Print version ISSN 0034-7744
Rev. biol. trop vol.46 n.4 San José Dec. 1998
Apoica pallens, Brazil, curl-crested jay, Cyanocorax cristatellus, neotropical savanna.
Birds are rarely observed preying upon wasps nests (Bertoni 1911, Rau 1941, Alvarez del Toro 1950, Skutch 1959, Windsor 1976). Many of the observations are recorded in tropical forest on nests of Polybia and Metapolybia. In this note we present the first observations on the predation by the curl-crested jay (Cyanocorax cristatellus) upon the nest of a social wasp (Apoica pallens) in cerrados of Central Brazil.
The observations were made in the Reserva Ecológica do Instituto Brasileiro de Geografia e Estatística, located at 15º 57S and 47º 53w, 16 km SW of Brasília city (D.F.). This area is situated in the core of the cerrados region (the neotropical savanna). The climate is markedly seasonal, with a dry season between May and August. The average annual rainfall is 1456 mm and the mean annual temperature is 21.3º C.
The wasp nest of A. pallens was located 2 m above ground, deep within the crown of a large shrub (Miconia ferruginata) in a area of closed woodland (cerradão). This physiognomy is a type of semideciduous forest within cerrados region, with trees 10 - 14 m tall, 50 - 90% canopy cover and a poorly developed understory. In the cerrados region A. pallens is frequently found in woodland areas (Cerradão, Gallery forest, Dry forest)( Diniz & Kitayama 1994; R. P. B. Henriques, personal observations). The hat-like nest of A. pallens, 15 cm in diameter and 6 cm in depth, had one cell layer and a few dozen adult wasps. In the cerrados this species occurs at a very low abundance (<<1 nest/ha) (Henriques et al. 1992, Diniz & Kitayama 1994).

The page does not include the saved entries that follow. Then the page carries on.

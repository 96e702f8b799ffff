// puc-core/src/coordinator/mod.rs
use std::collections::{BTreeMap, BTreeSet, HashMap};
use std::sync::Arc;

use parking_lot::Mutex;
use puc_common::events::ContainerEvent;
use puc_common::model::{
    ActivationState, Announcement, AnnouncementId, CapabilityKind, WorkItem, WorkItemId,
};
use threadpool::ThreadPool;
use tokio::sync::broadcast;
use tracing::debug;

use crate::lifecycle::{LifecycleManager, Selections};

mod lane;

pub(crate) use lane::{Lane, LaneEvent};

/// What the lane has to do after a state change.
#[derive(Debug, Clone, Copy, PartialEq, Eq)]
pub(crate) enum Transition {
    Stay,
    Activate,
    Deactivate,
    /// Active with a replaced selection: retract, then activate again.
    Restart,
}

/// Bookkeeping of one declared work item.
#[derive(Debug)]
pub(crate) struct WorkItemState {
    pub(crate) item: WorkItem,
    required: BTreeSet<CapabilityKind>,
    bound: BTreeMap<CapabilityKind, Arc<Announcement>>,
    pub(crate) state: ActivationState,
}

impl WorkItemState {
    pub(crate) fn new(item: WorkItem) -> Self {
        Self {
            required: item.required_kinds(),
            item,
            bound: BTreeMap::new(),
            state: ActivationState::Waiting,
        }
    }

    pub(crate) fn is_complete(&self) -> bool {
        self.required.iter().all(|kind| self.bound.contains_key(kind))
    }

    pub(crate) fn selections(&self) -> Selections {
        self.bound.clone()
    }

    /// Entry check right after declaration; an item without requirements is
    /// ready at once.
    pub(crate) fn on_declared(&self) -> Transition {
        if self.is_complete() {
            Transition::Activate
        } else {
            Transition::Stay
        }
    }

    pub(crate) fn on_bound(
        &mut self,
        kind: CapabilityKind,
        announcement: Arc<Announcement>,
    ) -> Transition {
        if !self.required.contains(&kind) {
            return Transition::Stay;
        }
        let replaced = self.bound.insert(kind, Arc::clone(&announcement));
        match self.state {
            ActivationState::Active => match replaced {
                Some(previous) if previous.id == announcement.id => Transition::Stay,
                _ => {
                    self.state = ActivationState::Waiting;
                    Transition::Restart
                }
            },
            ActivationState::Waiting if self.is_complete() => Transition::Activate,
            ActivationState::Waiting => Transition::Stay,
        }
    }

    pub(crate) fn on_unbound(&mut self, kind: &CapabilityKind, id: AnnouncementId) -> Transition {
        if self.bound.get(kind).is_none_or(|current| current.id != id) {
            return Transition::Stay;
        }
        self.bound.remove(kind);
        match self.state {
            ActivationState::Active => {
                self.state = ActivationState::Waiting;
                Transition::Deactivate
            }
            ActivationState::Waiting => Transition::Stay,
        }
    }

    pub(crate) fn on_withdrawn(&mut self) -> Transition {
        match std::mem::replace(&mut self.state, ActivationState::Waiting) {
            ActivationState::Active => Transition::Deactivate,
            ActivationState::Waiting => Transition::Stay,
        }
    }
}

pub(crate) struct CoordinatorInner {
    /// Grows whenever every worker is busy, so a lane stuck in a slow
    /// factory call never keeps another lane waiting for a thread.
    pool: Mutex<ThreadPool>,
    lanes: Mutex<HashMap<WorkItemId, Arc<Lane>>>,
    pub(crate) lifecycle: LifecycleManager,
    pub(crate) events: broadcast::Sender<ContainerEvent>,
}

impl CoordinatorInner {
    pub(crate) fn execute(&self, job: impl FnOnce() + Send + 'static) {
        let mut pool = self.pool.lock();
        let workers = pool.max_count();
        if pool.active_count() + pool.queued_count() >= workers {
            debug!("All {} lane workers busy, adding one", workers);
            pool.set_num_threads(workers + 1);
        }
        pool.execute(job);
    }

    /// Drops `lane` from the table if it is still the registered lane and
    /// nothing new was queued on it.
    pub(crate) fn retire(&self, lane: &Arc<Lane>) {
        let mut lanes = self.lanes.lock();
        if lane.is_drained()
            && lanes
                .get(lane.id())
                .is_some_and(|current| Arc::ptr_eq(current, lane))
        {
            lanes.remove(lane.id());
            debug!("[{}] Lane retired", lane.id());
        }
    }
}

/// Serialises the events of each work item onto its own lane and runs the
/// lanes on a shared worker pool.
pub struct Coordinator {
    inner: Arc<CoordinatorInner>,
}

impl Coordinator {
    pub fn new(
        workers: usize,
        lifecycle: LifecycleManager,
        events: broadcast::Sender<ContainerEvent>,
    ) -> Self {
        let workers = workers.max(1);
        debug!("Coordinator worker pool started with {} workers.", workers);
        Self {
            inner: Arc::new(CoordinatorInner {
                pool: Mutex::new(ThreadPool::with_name("puc-lane".to_string(), workers)),
                lanes: Mutex::new(HashMap::new()),
                lifecycle,
                events,
            }),
        }
    }

    /// Queues the declaration of `item` and returns the lane the trackers
    /// report its selections to. A lane still draining a withdrawal of the
    /// same id is reused so the old activation is retracted first.
    pub(crate) fn declare(&self, item: WorkItem) -> Arc<Lane> {
        let id = item.id();
        let mut lanes = self.inner.lanes.lock();
        let lane = lanes
            .entry(id.clone())
            .or_insert_with(|| Lane::new(id, Arc::downgrade(&self.inner)))
            .clone();
        lane.push(LaneEvent::Declare(Box::new(item)));
        lane
    }

    pub(crate) fn withdraw(&self, id: &WorkItemId) {
        if let Some(lane) = self.inner.lanes.lock().get(id) {
            lane.push(LaneEvent::Withdraw);
        }
    }

    /// Last processed state of `id`, `None` once withdrawn.
    pub fn state(&self, id: &WorkItemId) -> Option<ActivationState> {
        self.inner.lanes.lock().get(id).and_then(|lane| lane.state())
    }

    pub fn lifecycle(&self) -> &LifecycleManager {
        &self.inner.lifecycle
    }

    /// Blocks until every queued lane event has been processed.
    pub fn wait_idle(&self) {
        // a clone shares the workers; joining it leaves the lock free for
        // lanes scheduled meanwhile
        let pool = self.inner.pool.lock().clone();
        pool.join();
    }
}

We watched predation at 11:30 a.m. on 16 June 1997, when three curl crested jays flew and vocalized around the srhub wich was surrounded by a cloud of adult wasps, approximately 5 m in diameter. After a few minutes two jays perched in nearby trees (10 m) and the third 1.5 m from the nest. We were unable to observe whether the jays were stung during these activities. One hour later we returned to the site. The intensity of the wasps defensive swarming had diminished; several adults landed and stayed on understory vegetation but had not returned to the nest. Below the shrub we found nest parts scattered on the ground. Neither larvae nor pupae remained in the nest.
The observations we present here are consistent with the suggestion of Henriques et al. (1992) that nests of social wasps are attacked by vertebrates in cerrados. Windsor (1976) also believed that predation by birds on nests of social wasps is more prevalent in savannas. These observations suggest that predation by birds could play an important role in the dynamics of social wasp populations.
We thank Anthony Raw by the identification of wasp species, John DuVall Hay, Regina Macedo and three anonymous reviewers for the suggestions and for correcting the manuscript.